Work to complete
Transcribe exactly everything in the data below from the line containing "figment = figment.merge(Toml::file(path));" down to the line containing "pub fn global_config_path()", both lines included and nothing further.

[[ Record excerpts open ]]

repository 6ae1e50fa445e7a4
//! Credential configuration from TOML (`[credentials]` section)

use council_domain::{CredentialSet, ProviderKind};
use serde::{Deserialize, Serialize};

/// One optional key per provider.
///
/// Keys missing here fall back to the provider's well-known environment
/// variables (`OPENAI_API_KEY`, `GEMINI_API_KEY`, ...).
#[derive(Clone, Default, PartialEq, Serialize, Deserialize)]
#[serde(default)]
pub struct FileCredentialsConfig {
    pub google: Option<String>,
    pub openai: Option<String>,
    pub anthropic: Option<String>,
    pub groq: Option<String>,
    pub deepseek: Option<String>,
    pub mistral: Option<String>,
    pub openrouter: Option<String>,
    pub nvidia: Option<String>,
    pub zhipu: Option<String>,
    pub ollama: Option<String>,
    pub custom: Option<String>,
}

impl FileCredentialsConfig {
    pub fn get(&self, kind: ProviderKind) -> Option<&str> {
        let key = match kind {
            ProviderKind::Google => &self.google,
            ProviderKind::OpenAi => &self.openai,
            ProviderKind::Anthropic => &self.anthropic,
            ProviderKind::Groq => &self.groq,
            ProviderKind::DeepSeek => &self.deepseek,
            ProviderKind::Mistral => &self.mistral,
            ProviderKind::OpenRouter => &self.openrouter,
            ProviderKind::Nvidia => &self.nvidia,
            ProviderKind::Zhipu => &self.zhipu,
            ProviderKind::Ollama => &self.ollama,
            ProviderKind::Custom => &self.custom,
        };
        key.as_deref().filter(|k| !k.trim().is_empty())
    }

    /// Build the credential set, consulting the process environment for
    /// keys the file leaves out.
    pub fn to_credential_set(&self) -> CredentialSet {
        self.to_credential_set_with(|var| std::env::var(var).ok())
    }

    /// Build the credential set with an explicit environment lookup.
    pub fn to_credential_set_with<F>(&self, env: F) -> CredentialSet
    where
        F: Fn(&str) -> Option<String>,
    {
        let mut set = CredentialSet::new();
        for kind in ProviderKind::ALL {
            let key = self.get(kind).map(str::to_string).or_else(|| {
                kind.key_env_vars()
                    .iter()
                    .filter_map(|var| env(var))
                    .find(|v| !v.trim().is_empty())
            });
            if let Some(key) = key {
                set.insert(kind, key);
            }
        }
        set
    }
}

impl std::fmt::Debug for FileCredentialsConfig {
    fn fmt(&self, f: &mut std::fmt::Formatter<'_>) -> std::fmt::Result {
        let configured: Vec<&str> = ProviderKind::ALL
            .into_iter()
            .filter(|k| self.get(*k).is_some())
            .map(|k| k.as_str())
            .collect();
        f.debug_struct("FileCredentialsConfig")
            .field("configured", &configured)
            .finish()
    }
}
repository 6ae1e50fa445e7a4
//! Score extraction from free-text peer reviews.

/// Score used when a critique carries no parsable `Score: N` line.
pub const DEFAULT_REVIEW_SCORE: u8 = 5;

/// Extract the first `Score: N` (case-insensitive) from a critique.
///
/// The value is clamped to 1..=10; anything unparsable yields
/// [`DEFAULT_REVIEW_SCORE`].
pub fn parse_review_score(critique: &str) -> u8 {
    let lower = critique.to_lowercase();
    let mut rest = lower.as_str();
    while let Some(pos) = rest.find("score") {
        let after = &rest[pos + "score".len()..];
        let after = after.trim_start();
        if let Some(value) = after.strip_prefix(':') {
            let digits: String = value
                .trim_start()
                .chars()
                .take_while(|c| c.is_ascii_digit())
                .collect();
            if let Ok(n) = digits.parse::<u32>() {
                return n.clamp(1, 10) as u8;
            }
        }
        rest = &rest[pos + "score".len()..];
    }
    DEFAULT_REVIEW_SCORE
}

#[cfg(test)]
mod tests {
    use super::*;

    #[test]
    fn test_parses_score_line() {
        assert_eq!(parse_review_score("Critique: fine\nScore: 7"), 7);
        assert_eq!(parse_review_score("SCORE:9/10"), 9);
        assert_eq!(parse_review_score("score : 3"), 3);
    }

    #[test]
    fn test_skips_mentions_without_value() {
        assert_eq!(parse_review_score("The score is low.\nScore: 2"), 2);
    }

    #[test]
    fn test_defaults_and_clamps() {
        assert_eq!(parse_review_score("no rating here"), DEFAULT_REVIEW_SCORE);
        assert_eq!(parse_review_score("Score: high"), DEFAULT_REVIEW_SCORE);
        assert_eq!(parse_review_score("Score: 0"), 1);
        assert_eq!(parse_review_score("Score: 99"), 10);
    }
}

[[ Record excerpts closed ]]
[[ Record excerpts open ]]

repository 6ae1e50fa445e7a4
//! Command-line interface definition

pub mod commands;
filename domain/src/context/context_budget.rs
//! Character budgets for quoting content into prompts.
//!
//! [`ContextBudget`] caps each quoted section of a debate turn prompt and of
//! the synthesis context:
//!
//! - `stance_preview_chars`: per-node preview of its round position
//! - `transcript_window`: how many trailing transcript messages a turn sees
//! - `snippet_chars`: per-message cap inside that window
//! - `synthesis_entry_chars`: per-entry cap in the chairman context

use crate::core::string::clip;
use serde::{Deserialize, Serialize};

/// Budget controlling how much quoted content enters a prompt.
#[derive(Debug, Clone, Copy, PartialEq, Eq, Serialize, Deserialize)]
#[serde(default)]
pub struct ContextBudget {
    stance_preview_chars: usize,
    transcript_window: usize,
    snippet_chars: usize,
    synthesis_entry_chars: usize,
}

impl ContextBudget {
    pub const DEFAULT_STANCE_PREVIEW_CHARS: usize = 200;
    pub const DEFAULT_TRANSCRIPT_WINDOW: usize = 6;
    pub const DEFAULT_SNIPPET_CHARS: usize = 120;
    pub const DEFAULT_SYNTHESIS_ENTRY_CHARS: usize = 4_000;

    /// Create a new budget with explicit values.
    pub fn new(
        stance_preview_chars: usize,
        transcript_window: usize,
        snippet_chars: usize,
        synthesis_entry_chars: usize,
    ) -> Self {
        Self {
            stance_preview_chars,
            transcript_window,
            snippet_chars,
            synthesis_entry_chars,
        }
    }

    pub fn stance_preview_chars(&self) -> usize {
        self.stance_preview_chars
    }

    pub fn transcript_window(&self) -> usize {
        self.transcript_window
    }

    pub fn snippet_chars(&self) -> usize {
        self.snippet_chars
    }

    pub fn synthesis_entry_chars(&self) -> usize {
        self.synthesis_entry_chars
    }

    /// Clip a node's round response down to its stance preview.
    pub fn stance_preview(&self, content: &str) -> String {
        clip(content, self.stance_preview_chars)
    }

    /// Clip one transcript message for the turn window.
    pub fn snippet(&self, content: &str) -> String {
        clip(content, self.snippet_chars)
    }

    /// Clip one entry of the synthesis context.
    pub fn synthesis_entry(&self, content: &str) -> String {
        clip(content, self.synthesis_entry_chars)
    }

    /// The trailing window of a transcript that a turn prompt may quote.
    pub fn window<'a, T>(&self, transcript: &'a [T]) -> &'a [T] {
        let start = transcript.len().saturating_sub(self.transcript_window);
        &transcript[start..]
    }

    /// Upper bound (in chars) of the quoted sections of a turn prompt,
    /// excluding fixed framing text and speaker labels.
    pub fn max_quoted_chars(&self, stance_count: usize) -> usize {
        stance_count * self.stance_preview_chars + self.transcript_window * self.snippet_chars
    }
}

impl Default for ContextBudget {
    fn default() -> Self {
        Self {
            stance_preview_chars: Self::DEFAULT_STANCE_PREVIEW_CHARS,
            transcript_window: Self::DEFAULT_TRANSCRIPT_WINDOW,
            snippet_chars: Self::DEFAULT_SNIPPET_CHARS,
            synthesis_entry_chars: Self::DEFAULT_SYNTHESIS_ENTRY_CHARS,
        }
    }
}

[[ Record excerpts closed ]]
[[ Record excerpts open ]]

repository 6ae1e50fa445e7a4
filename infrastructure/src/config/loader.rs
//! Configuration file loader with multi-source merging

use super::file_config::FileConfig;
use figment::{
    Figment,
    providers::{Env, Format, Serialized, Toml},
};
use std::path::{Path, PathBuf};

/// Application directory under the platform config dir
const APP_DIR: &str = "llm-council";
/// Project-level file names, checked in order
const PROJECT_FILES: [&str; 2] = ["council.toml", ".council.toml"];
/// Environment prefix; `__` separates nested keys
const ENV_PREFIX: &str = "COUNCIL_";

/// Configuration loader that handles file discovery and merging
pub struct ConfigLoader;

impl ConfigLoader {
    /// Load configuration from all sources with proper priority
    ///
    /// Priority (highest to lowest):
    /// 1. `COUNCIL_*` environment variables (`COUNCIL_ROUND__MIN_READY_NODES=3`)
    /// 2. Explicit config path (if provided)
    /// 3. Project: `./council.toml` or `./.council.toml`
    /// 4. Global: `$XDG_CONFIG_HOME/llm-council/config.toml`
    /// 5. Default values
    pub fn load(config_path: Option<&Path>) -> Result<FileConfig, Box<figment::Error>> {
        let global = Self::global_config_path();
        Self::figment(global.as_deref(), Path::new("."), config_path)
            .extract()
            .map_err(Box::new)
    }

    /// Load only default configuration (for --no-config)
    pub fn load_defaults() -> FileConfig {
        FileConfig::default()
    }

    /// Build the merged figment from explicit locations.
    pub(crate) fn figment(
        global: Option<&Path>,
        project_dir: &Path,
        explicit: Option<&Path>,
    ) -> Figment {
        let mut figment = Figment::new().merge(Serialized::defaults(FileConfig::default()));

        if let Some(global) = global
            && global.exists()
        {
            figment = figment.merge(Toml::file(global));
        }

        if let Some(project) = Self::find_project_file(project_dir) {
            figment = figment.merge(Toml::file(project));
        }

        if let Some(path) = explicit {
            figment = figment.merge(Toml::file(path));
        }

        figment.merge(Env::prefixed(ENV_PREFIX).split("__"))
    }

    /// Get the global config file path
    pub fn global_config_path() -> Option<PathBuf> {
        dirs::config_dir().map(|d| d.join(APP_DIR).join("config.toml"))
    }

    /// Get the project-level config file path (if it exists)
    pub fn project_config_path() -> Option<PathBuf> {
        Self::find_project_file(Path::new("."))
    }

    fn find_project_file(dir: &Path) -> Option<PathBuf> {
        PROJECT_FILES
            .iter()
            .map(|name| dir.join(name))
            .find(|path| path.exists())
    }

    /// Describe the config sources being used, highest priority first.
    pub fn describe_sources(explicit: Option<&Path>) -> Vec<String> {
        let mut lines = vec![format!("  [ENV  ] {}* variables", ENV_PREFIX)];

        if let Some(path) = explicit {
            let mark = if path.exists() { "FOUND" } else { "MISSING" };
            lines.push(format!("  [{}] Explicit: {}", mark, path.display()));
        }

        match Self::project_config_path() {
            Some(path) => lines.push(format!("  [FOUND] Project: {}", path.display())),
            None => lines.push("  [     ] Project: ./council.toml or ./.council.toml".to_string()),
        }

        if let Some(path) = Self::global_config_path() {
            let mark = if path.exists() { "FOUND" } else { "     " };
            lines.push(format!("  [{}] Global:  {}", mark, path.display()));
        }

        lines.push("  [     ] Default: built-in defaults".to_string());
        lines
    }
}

[[ Record excerpts closed ]]

Response
            figment = figment.merge(Toml::file(path));
        }

        figment.merge(Env::prefixed(ENV_PREFIX).split("__"))
    }

    /// Get the global config file path
    pub fn global_config_path() -> Option<PathBuf> {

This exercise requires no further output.